Last week, Azerbaijan unleashed heavy artillery fire on separatist militias and reportedly killed scores of people, raising concerns of all-out war. But a ceasefire was declared within 24 hours, and Azerbaijan says it wants to integrate Armenians into its country as “equal citizens.”
A mass evacuation is currently underway, with thousands of ethnic Armenians fleeing to Armenia.

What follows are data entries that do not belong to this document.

//! dpsup is a dependency-aware supervisor for sets of cooperating OS processes, such as a
//! dataplane and the control-plane agents that depend on it. Processes start in dependency
//! order gated by readiness probes, crashed processes restart with backoff until their failure
//! budget is spent, failures cascade to dependents, and shutdown runs in reverse order.

/// CLI interface.
pub mod cli;

/// Configuration loading and descriptor sources.
pub mod config;

/// Timing defaults.
pub mod constants;

/// Process descriptors and restart/readiness policies.
pub mod descriptor;

/// Error handling.
pub mod error;

/// Dependency graph and start ordering.
pub mod graph;

/// Readiness probes and health tracking.
pub mod health;

pub(crate) mod instance;

pub(crate) mod launcher;

/// Process state machine.
pub mod lifecycle;

/// Restart and backoff decisions.
pub mod restart;

pub(crate) mod scheduler;

/// Reverse-order stop planning.
pub mod shutdown;

/// Status snapshots and reporting sinks.
pub mod status;

/// Supervisor facade and host plugin lifecycle.
pub mod supervisor;

#[doc(hidden)]
pub mod test_utils;

pub use config::{DescriptorSource, StaticSource, YamlConfigSource};
pub use descriptor::{ProbeConfig, ProbeMethod, ProcessDescriptor, RestartMode, RestartPolicy};
pub use error::SupervisorError;
pub use health::{ProbeOutcome, ReadinessProbe};
pub use lifecycle::ProcessState;
pub use status::{AggregateHealth, SupervisorSnapshot};
pub use supervisor::{Plugin, Supervisor};
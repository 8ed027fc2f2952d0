//! Runtime record of one managed process.
use std::{
    sync::Arc,
    time::{Duration, Instant},
};

use chrono::{DateTime, Utc};

use crate::descriptor::ProcessDescriptor;
use crate::health::{HealthReport, HealthStatus, ProbeRunner};
use crate::lifecycle::{ExitKind, ProcessState};
use crate::restart::FailureHistory;
use crate::status::ProcessSnapshot;

/// Mutable state the scheduler keeps per descriptor. Only the scheduler thread touches it.
#[derive(Debug)]
pub(crate) struct ProcessInstance {
    pub descriptor: Arc<ProcessDescriptor>,
    pub state: ProcessState,
    /// Incremented on every launch attempt; events tagged with an older value are stale.
    pub generation: u64,
    pub pid: Option<u32>,
    pub started_at: Option<DateTime<Utc>>,
    pub health: HealthStatus,
    pub history: FailureHistory,
    pub last_exit: Option<ExitKind>,
    pub condition: Option<String>,
    /// Set once a stop signal has been sent for the current generation.
    pub stop_signalled: bool,
    /// A `Restarting` instance whose backoff delay has elapsed.
    pub restart_due: bool,
    probe: Option<ProbeRunner>,
}

impl ProcessInstance {
    pub fn new(descriptor: Arc<ProcessDescriptor>) -> Self {
        Self {
            descriptor,
            state: ProcessState::Pending,
            generation: 0,
            pid: None,
            started_at: None,
            health: HealthStatus::Unknown,
            history: FailureHistory::default(),
            last_exit: None,
            condition: None,
            stop_signalled: false,
            restart_due: false,
            probe: None,
        }
    }

    /// Starts a new launch attempt and returns its generation.
    pub fn begin_launch(&mut self) -> u64 {
        self.generation += 1;
        self.pid = None;
        self.started_at = None;
        self.health = HealthStatus::Unknown;
        self.stop_signalled = false;
        self.restart_due = false;
        self.probe = None;
        self.generation
    }

    pub fn record_started(&mut self, pid: u32) {
        self.pid = Some(pid);
        self.started_at = Some(Utc::now());
    }

    /// Clears everything tied to the OS process that just went away.
    pub fn record_exit(&mut self, exit: ExitKind) {
        if exit != ExitKind::Vanished {
            self.last_exit = Some(exit);
        }
        self.pid = None;
        self.probe = None;
    }

    pub fn attach_probe(&mut self, runner: ProbeRunner) {
        self.health = HealthStatus::Pending;
        self.probe = Some(runner);
    }

    /// Stops the probe thread, if any.
    pub fn detach_probe(&mut self) {
        self.probe = None;
    }

    pub fn record_health(&mut self, report: &HealthReport) {
        self.health = report.status;
    }

    pub fn reset_after(&self) -> Duration {
        self.descriptor.restart.reset_after
    }

    pub fn snapshot(&self, now: Instant) -> ProcessSnapshot {
        ProcessSnapshot {
            name: self.descriptor.name.clone(),
            state: self.state,
            health: self.health,
            pid: self.pid,
            started_at: self.started_at,
            depends_on: self.descriptor.depends_on.clone(),
            consecutive_failures: self.history.effective_failures(now, self.reset_after()),
            total_restarts: self.history.total_restarts(),
            last_exit_code: self.last_exit.and_then(ExitKind::code),
            last_signal: self.last_exit.and_then(ExitKind::signal),
            condition: self.condition.clone(),
        }
    }
}
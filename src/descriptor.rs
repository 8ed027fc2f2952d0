//! Static declarations of the processes managed by the supervisor.
use std::{collections::BTreeMap, path::PathBuf, time::Duration};

use serde::{Deserialize, Serialize};
use strum_macros::{AsRefStr, Display, EnumString};

use crate::constants::{
    DEFAULT_BACKOFF_INITIAL, DEFAULT_BACKOFF_MAX, DEFAULT_BACKOFF_MULTIPLIER,
    DEFAULT_FAILURE_THRESHOLD, DEFAULT_MAX_FAILURES, DEFAULT_PROBE_INTERVAL,
    DEFAULT_PROBE_TIMEOUT, DEFAULT_RESET_AFTER, DEFAULT_STOP_GRACE_PERIOD,
};
use crate::error::SupervisorError;

/// When a process that exited should be relaunched.
#[derive(
    Debug,
    Clone,
    Copy,
    Default,
    PartialEq,
    Eq,
    Serialize,
    Deserialize,
    EnumString,
    AsRefStr,
    Display,
)]
#[serde(rename_all = "snake_case")]
#[strum(serialize_all = "snake_case")]
pub enum RestartMode {
    /// Relaunch after any exit, including a clean one.
    Always,
    /// Relaunch after crashes and signals; a clean exit retires the process.
    #[default]
    OnFailure,
    /// Never relaunch; the first crash is fatal.
    Never,
}

/// Delay schedule applied between consecutive restart attempts.
#[derive(Debug, Clone, PartialEq, Eq)]
pub enum Backoff {
    /// Same delay before every attempt.
    Fixed(Duration),
    /// Explicit, non-decreasing list of delays; the last entry repeats.
    Schedule(Vec<Duration>),
    /// `initial * multiplier^(n-1)`, capped at `max`.
    Exponential {
        /// Delay before the first restart.
        initial: Duration,
        /// Ceiling for all delays.
        max: Duration,
        /// Growth factor between attempts.
        multiplier: u32,
    },
}

impl Default for Backoff {
    fn default() -> Self {
        Backoff::Exponential {
            initial: DEFAULT_BACKOFF_INITIAL,
            max: DEFAULT_BACKOFF_MAX,
            multiplier: DEFAULT_BACKOFF_MULTIPLIER,
        }
    }
}

impl Backoff {
    /// Returns the delay to wait before restarting after the `failure`-th consecutive
    /// failure (1-based). The result never decreases as `failure` grows.
    pub fn delay(&self, failure: u32) -> Duration {
        let step = failure.max(1);
        match self {
            Backoff::Fixed(delay) => *delay,
            Backoff::Schedule(delays) => {
                let index = (step - 1) as usize;
                delays
                    .get(index)
                    .or_else(|| delays.last())
                    .copied()
                    .unwrap_or(Duration::ZERO)
            }
            Backoff::Exponential {
                initial,
                max,
                multiplier,
            } => {
                let mut delay = *initial;
                for _ in 1..step {
                    if delay >= *max {
                        break;
                    }
                    delay = delay.saturating_mul((*multiplier).max(1));
                }
                delay.min(*max)
            }
        }
    }

    fn validate(&self, process: &str) -> Result<(), SupervisorError> {
        match self {
            Backoff::Fixed(_) => Ok(()),
            Backoff::Schedule(delays) => {
                if delays.windows(2).any(|pair| pair[1] < pair[0]) {
                    return Err(SupervisorError::invalid(
                        process,
                        "backoff schedule must be non-decreasing",
                    ));
                }
                Ok(())
            }
            Backoff::Exponential {
                initial,
                max,
                multiplier,
            } => {
                if *multiplier == 0 {
                    return Err(SupervisorError::invalid(
                        process,
                        "backoff multiplier must be at least 1",
                    ));
                }
                if max < initial {
                    return Err(SupervisorError::invalid(
                        process,
                        "backoff ceiling must not be lower than the initial delay",
                    ));
                }
                Ok(())
            }
        }
    }
}

/// Restart policy attached to a process descriptor.
#[derive(Debug, Clone, PartialEq, Eq)]
pub struct RestartPolicy {
    /// Which exits trigger a restart.
    pub mode: RestartMode,
    /// Consecutive failures that make the process permanently `Failed`. `None` retries forever.
    pub max_failures: Option<u32>,
    /// Delay schedule between attempts.
    pub backoff: Backoff,
    /// Sustained `Ready` period that clears the consecutive-failure counter.
    pub reset_after: Duration,
}

impl Default for RestartPolicy {
    fn default() -> Self {
        Self {
            mode: RestartMode::default(),
            max_failures: Some(DEFAULT_MAX_FAILURES),
            backoff: Backoff::default(),
            reset_after: DEFAULT_RESET_AFTER,
        }
    }
}

/// How readiness of a running process is determined.
#[derive(Debug, Clone, PartialEq, Eq)]
pub enum ProbeMethod {
    /// The process exists at the OS level.
    Liveness,
    /// A file or socket path exists.
    File(PathBuf),
    /// A TCP connection to `host:port` succeeds.
    Tcp(String),
    /// An HTTP GET returns a 2xx status.
    Http(String),
    /// A shell command exits with status 0.
    Command(String),
    /// A strategy registered on the supervisor under this name.
    Custom(String),
}

impl ProbeMethod {
    /// Short identifier used in logs.
    pub fn kind(&self) -> &'static str {
        match self {
            ProbeMethod::Liveness => "liveness",
            ProbeMethod::File(_) => "file",
            ProbeMethod::Tcp(_) => "tcp",
            ProbeMethod::Http(_) => "http",
            ProbeMethod::Command(_) => "command",
            ProbeMethod::Custom(_) => "custom",
        }
    }
}

/// Readiness probe configuration.
#[derive(Debug, Clone, PartialEq, Eq)]
pub struct ProbeConfig {
    pub method: ProbeMethod,
    pub interval: Duration,
    pub timeout: Duration,
    /// Consecutive failures before the process is reported `Unhealthy`.
    pub failure_threshold: u32,
    /// Consecutive failures after which an `Unhealthy` process is treated as hung and killed.
    pub kill_after: Option<u32>,
}

impl Default for ProbeConfig {
    fn default() -> Self {
        Self {
            method: ProbeMethod::Liveness,
            interval: DEFAULT_PROBE_INTERVAL,
            timeout: DEFAULT_PROBE_TIMEOUT,
            failure_threshold: DEFAULT_FAILURE_THRESHOLD,
            kill_after: None,
        }
    }
}

impl ProbeConfig {
    /// Creates a probe configuration with default timing for the given method.
    pub fn new(method: ProbeMethod) -> Self {
        Self {
            method,
            ..Self::default()
        }
    }
}

/// Immutable declaration of one managed process.
#[derive(Debug, Clone, PartialEq, Eq)]
pub struct ProcessDescriptor {
    pub name: String,
    pub executable: PathBuf,
    pub args: Vec<String>,
    /// Variables added to (or overriding) the supervisor's environment.
    pub env: BTreeMap<String, String>,
    pub working_dir: Option<PathBuf>,
    /// Names of processes that must be `Ready` before this one launches.
    pub depends_on: Vec<String>,
    pub probe: ProbeConfig,
    pub restart: RestartPolicy,
    pub stop_grace_period: Duration,
}

impl ProcessDescriptor {
    /// Creates a descriptor with default probe, restart and stop settings.
    pub fn new(name: impl Into<String>, executable: impl Into<PathBuf>) -> Self {
        Self {
            name: name.into(),
            executable: executable.into(),
            args: Vec::new(),
            env: BTreeMap::new(),
            working_dir: None,
            depends_on: Vec::new(),
            probe: ProbeConfig::default(),
            restart: RestartPolicy::default(),
            stop_grace_period: DEFAULT_STOP_GRACE_PERIOD,
        }
    }

    /// Convenience constructor running `command` through `sh -c`.
    pub fn shell(name: impl Into<String>, command: impl Into<String>) -> Self {
        Self::new(name, "sh").with_args(["-c".to_string(), command.into()])
    }

    pub fn with_args<I, S>(mut self, args: I) -> Self
    where
        I: IntoIterator<Item = S>,
        S: Into<String>,
    {
        self.args = args.into_iter().map(Into::into).collect();
        self
    }

    pub fn with_env(mut self, key: impl Into<String>, value: impl Into<String>) -> Self {
        self.env.insert(key.into(), value.into());
        self
    }

    pub fn with_working_dir(mut self, dir: impl Into<PathBuf>) -> Self {
        self.working_dir = Some(dir.into());
        self
    }

    pub fn depends_on<I, S>(mut self, deps: I) -> Self
    where
        I: IntoIterator<Item = S>,
        S: Into<String>,
    {
        self.depends_on = deps.into_iter().map(Into::into).collect();
        self
    }

    pub fn with_probe(mut self, probe: ProbeConfig) -> Self {
        self.probe = probe;
        self
    }

    pub fn with_restart(mut self, restart: RestartPolicy) -> Self {
        self.restart = restart;
        self
    }

    pub fn with_stop_grace_period(mut self, grace: Duration) -> Self {
        self.stop_grace_period = grace;
        self
    }

    /// Checks the descriptor for values that can never work. Graph-level checks (unknown
    /// dependencies, cycles) live in [`crate::graph`].
    pub fn validate(&self) -> Result<(), SupervisorError> {
        if self.name.trim().is_empty() {
            return Err(SupervisorError::invalid("<unnamed>", "process name is empty"));
        }
        if self.executable.as_os_str().is_empty() {
            return Err(SupervisorError::invalid(&self.name, "command is empty"));
        }
        if self.probe.failure_threshold == 0 {
            return Err(SupervisorError::invalid(
                &self.name,
                "readiness failure_threshold must be at least 1",
            ));
        }
        if self.probe.interval.is_zero() {
            return Err(SupervisorError::invalid(
                &self.name,
                "readiness interval must be greater than zero",
            ));
        }
        if let Some(kill_after) = self.probe.kill_after
            && kill_after < self.probe.failure_threshold
        {
            return Err(SupervisorError::invalid(
                &self.name,
                "readiness kill_after must not be lower than failure_threshold",
            ));
        }
        if self.restart.max_failures == Some(0) {
            return Err(SupervisorError::invalid(
                &self.name,
                "max_failures must be at least 1 (use mode: never to disable restarts)",
            ));
        }
        self.restart.backoff.validate(&self.name)
    }
}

Some are telling media they fear another military escalation in the area or political repression if they move to other parts of Azerbaijan, which is Freedom House qualifies as a corrupt authoritarian regime.
Rae said Monday on Twitter that the evacuation represents “a complete failure of global diplomacy in the face of ethnic cleansing.”
Joly has issued statements calling on Azerbaijan to stop escalating tensions, but the NDP has asked her to start imposing sanctions on officials in that country who are responsible for violating human and international rights.
“Canada must make it unequivocally clear that the international community will not tolerate this conduct,” reads a French-language letter signed by MPs Heather McPherson and Alexandre Boulerice last Friday.
Canada does not currently have an embassy in either country, with issues in Azerbaijan handled by diplomats posted to Turkey, and a consulate opened in Armenia last year that reports to diplomats in Moscow.